DATA LISTING section start

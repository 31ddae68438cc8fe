//! Retry helper for HTTP requests with exponential backoff.
//!
//! Requests that fail with HTTP 429 (Too Many Requests) are retried with
//! exponential backoff. Any other non-success status is converted into
//! `ClientError::ApiError` immediately.

use std::time::Instant;

use reqwest::{RequestBuilder, Response};
use tracing::debug;

use crate::error::{ClientError, Result};
use crate::metrics::MetricsCollector;
use crate::models::ServerMessages;

/// Sends an HTTP request with automatic retry logic for HTTP 429 responses.
///
/// - Backoff is 2^attempt seconds (1s, 2s, 4s, ...)
/// - `max_retries` of 0 means a single attempt
/// - Returns `MaxRetriesExceeded` when retries are exhausted
///
/// `endpoint` and `method` are only used as metric labels.
pub async fn send_request_with_retry(
    builder: RequestBuilder,
    max_retries: usize,
    endpoint: &str,
    method: &str,
    metrics: Option<&MetricsCollector>,
) -> Result<Response> {
    for attempt in 0..=max_retries {
        // Form bodies are always clonable; a streaming body gets one attempt.
        let Some(attempt_builder) = builder.try_clone() else {
            if attempt == 0 {
                debug!("Request builder cannot be cloned, single attempt only");
                return builder.send().await.map_err(ClientError::from);
            }
            return Err(ClientError::MaxRetriesExceeded(attempt));
        };

        if let Some(m) = metrics {
            m.record_request(endpoint, method);
            if attempt > 0 {
                m.record_retry(endpoint, method, attempt);
            }
        }

        let started = Instant::now();
        let outcome = attempt_builder.send().await;

        if let Some(m) = metrics {
            let status = outcome.as_ref().ok().map(|r| r.status().as_u16());
            m.record_request_duration(endpoint, method, started.elapsed(), status);
        }

        match outcome {
            Ok(response) if ClientError::is_retryable_status(response.status().as_u16()) => {
                if attempt < max_retries {
                    let backoff_secs = 2u64.pow(attempt as u32);
                    debug!(
                        attempt = attempt + 1,
                        max_retries = max_retries + 1,
                        backoff_secs = backoff_secs,
                        "Rate limited (HTTP 429), retrying with exponential backoff"
                    );

                    tokio::time::sleep(tokio::time::Duration::from_secs(backoff_secs)).await;
                } else {
                    debug!(
                        attempts = attempt + 1,
                        "Max retries exhausted for rate-limited request"
                    );
                    let err = ClientError::MaxRetriesExceeded(max_retries + 1);
                    if let Some(m) = metrics {
                        m.record_client_error(endpoint, method, &err);
                    }
                    return Err(err);
                }
            }
            Ok(response) if response.status().is_success() => {
                if attempt > 0 {
                    debug!(attempt = attempt + 1, "Request succeeded after retry");
                }
                return Ok(response);
            }
            Ok(response) => {
                let err = api_error_from_response(response).await;
                if let Some(m) = metrics {
                    m.record_client_error(endpoint, method, &err);
                }
                return Err(err);
            }
            Err(e) => {
                let err = ClientError::from(e);
                if let Some(m) = metrics {
                    m.record_client_error(endpoint, method, &err);
                }
                return Err(err);
            }
        }
    }

    Err(ClientError::MaxRetriesExceeded(max_retries + 1))
}

/// Build an `ApiError`, preferring the server's `messages` array over the raw body.
async fn api_error_from_response(response: Response) -> ClientError {
    let status = response.status().as_u16();
    let url = response.url().to_string();
    let body = response
        .text()
        .await
        .unwrap_or_else(|_| "Could not read error response body".to_string());

    let message = match serde_json::from_str::<ServerMessages>(&body) {
        Ok(m) if !m.messages.is_empty() => m
            .messages
            .iter()
            .map(|msg| format!("{}: {}", msg.message_type, msg.text))
            .collect::<Vec<_>>()
            .join("; "),
        _ => body,
    };

    ClientError::ApiError {
        status,
        url,
        message,
    }
}
//! Saved-search REST client.
//!
//! Creates saved searches on behalf of a signed-in user and exposes the
//! seams ([`SessionProvider`], [`SaveSearchOperation`]) the TUI is wired through.

pub mod auth;
pub mod client;
pub mod endpoints;
pub mod error;
pub mod metrics;
pub mod metrics_exporter;
pub mod models;
pub mod operation;

pub use auth::{SessionProvider, StaticSession, UserSession};
pub use client::{SavedSearchClient, SavedSearchClientBuilder};
pub use error::{ClientError, Result};
pub use metrics::{ErrorCategory, MetricsCollector};
pub use metrics_exporter::{MetricsExporter, MetricsExporterError};
pub use models::{SaveSearchRequest, SaveSearchResponse, SavedSearchCreated};
pub use operation::SaveSearchOperation;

DATA LISTING section end

**WHAT THE TASK REQUIRES**
Repeat the records above with every character intact.

**COMPLETED TASK**
repository 31ddae68438cc8fe
//! Retry helper for HTTP requests with exponential backoff.
//!
//! Requests that fail with HTTP 429 (Too Many Requests) are retried with
//! exponential backoff. Any other non-success status is converted into
//! `ClientError::ApiError` immediately.

use std::time::Instant;

use reqwest::{RequestBuilder, Response};
use tracing::debug;

use crate::error::{ClientError, Result};
use crate::metrics::MetricsCollector;
use crate::models::ServerMessages;

/// Sends an HTTP request with automatic retry logic for HTTP 429 responses.
///
/// - Backoff is 2^attempt seconds (1s, 2s, 4s, ...)
/// - `max_retries` of 0 means a single attempt
/// - Returns `MaxRetriesExceeded` when retries are exhausted
///
/// `endpoint` and `method` are only used as metric labels.
pub async fn send_request_with_retry(
    builder: RequestBuilder,
    max_retries: usize,
    endpoint: &str,
    method: &str,
    metrics: Option<&MetricsCollector>,
) -> Result<Response> {
    for attempt in 0..=max_retries {
        // Form bodies are always clonable; a streaming body gets one attempt.
        let Some(attempt_builder) = builder.try_clone() else {
            if attempt == 0 {
                debug!("Request builder cannot be cloned, single attempt only");
                return builder.send().await.map_err(ClientError::from);
            }
            return Err(ClientError::MaxRetriesExceeded(attempt));
        };

        if let Some(m) = metrics {
            m.record_request(endpoint, method);
            if attempt > 0 {
                m.record_retry(endpoint, method, attempt);
            }
        }

        let started = Instant::now();
        let outcome = attempt_builder.send().await;

        if let Some(m) = metrics {
            let status = outcome.as_ref().ok().map(|r| r.status().as_u16());
            m.record_request_duration(endpoint, method, started.elapsed(), status);
        }

        match outcome {
            Ok(response) if ClientError::is_retryable_status(response.status().as_u16()) => {
                if attempt < max_retries {
                    let backoff_secs = 2u64.pow(attempt as u32);
                    debug!(
                        attempt = attempt + 1,
                        max_retries = max_retries + 1,
                        backoff_secs = backoff_secs,
                        "Rate limited (HTTP 429), retrying with exponential backoff"
                    );

                    tokio::time::sleep(tokio::time::Duration::from_secs(backoff_secs)).await;
                } else {
                    debug!(
                        attempts = attempt + 1,
                        "Max retries exhausted for rate-limited request"
                    );
                    let err = ClientError::MaxRetriesExceeded(max_retries + 1);
                    if let Some(m) = metrics {
                        m.record_client_error(endpoint, method, &err);
                    }
                    return Err(err);
                }
            }
            Ok(response) if response.status().is_success() => {
                if attempt > 0 {
                    debug!(attempt = attempt + 1, "Request succeeded after retry");
                }
                return Ok(response);
            }
            Ok(response) => {
                let err = api_error_from_response(response).await;
                if let Some(m) = metrics {
                    m.record_client_error(endpoint, method, &err);
                }
                return Err(err);
            }
            Err(e) => {
                let err = ClientError::from(e);
                if let Some(m) = metrics {
                    m.record_client_error(endpoint, method, &err);
                }
                return Err(err);
            }
        }
    }

    Err(ClientError::MaxRetriesExceeded(max_retries + 1))
}

/// Build an `ApiError`, preferring the server's `messages` array over the raw body.
async fn api_error_from_response(response: Response) -> ClientError {
    let status = response.status().as_u16();
    let url = response.url().to_string();
    let body = response
        .text()
        .await
        .unwrap_or_else(|_| "Could not read error response body".to_string());

    let message = match serde_json::from_str::<ServerMessages>(&body) {
        Ok(m) if !m.messages.is_empty() => m
            .messages
            .iter()
            .map(|msg| format!("{}: {}", msg.message_type, msg.text))
            .collect::<Vec<_>>()
            .join("; "),
        _ => body,
    };

    ClientError::ApiError {
        status,
        url,
        message,
    }
}
//! Saved-search REST client.
//!
//! Creates saved searches on behalf of a signed-in user and exposes the
//! seams ([`SessionProvider`], [`SaveSearchOperation`]) the TUI is wired through.

pub mod auth;
pub mod client;
pub mod endpoints;
pub mod error;
pub mod metrics;
pub mod metrics_exporter;
pub mod models;
pub mod operation;

pub use auth::{SessionProvider, StaticSession, UserSession};
pub use client::{SavedSearchClient, SavedSearchClientBuilder};
pub use error::{ClientError, Result};
pub use metrics::{ErrorCategory, MetricsCollector};
pub use metrics_exporter::{MetricsExporter, MetricsExporterError};
pub use models::{SaveSearchRequest, SaveSearchResponse, SavedSearchCreated};
pub use operation::SaveSearchOperation;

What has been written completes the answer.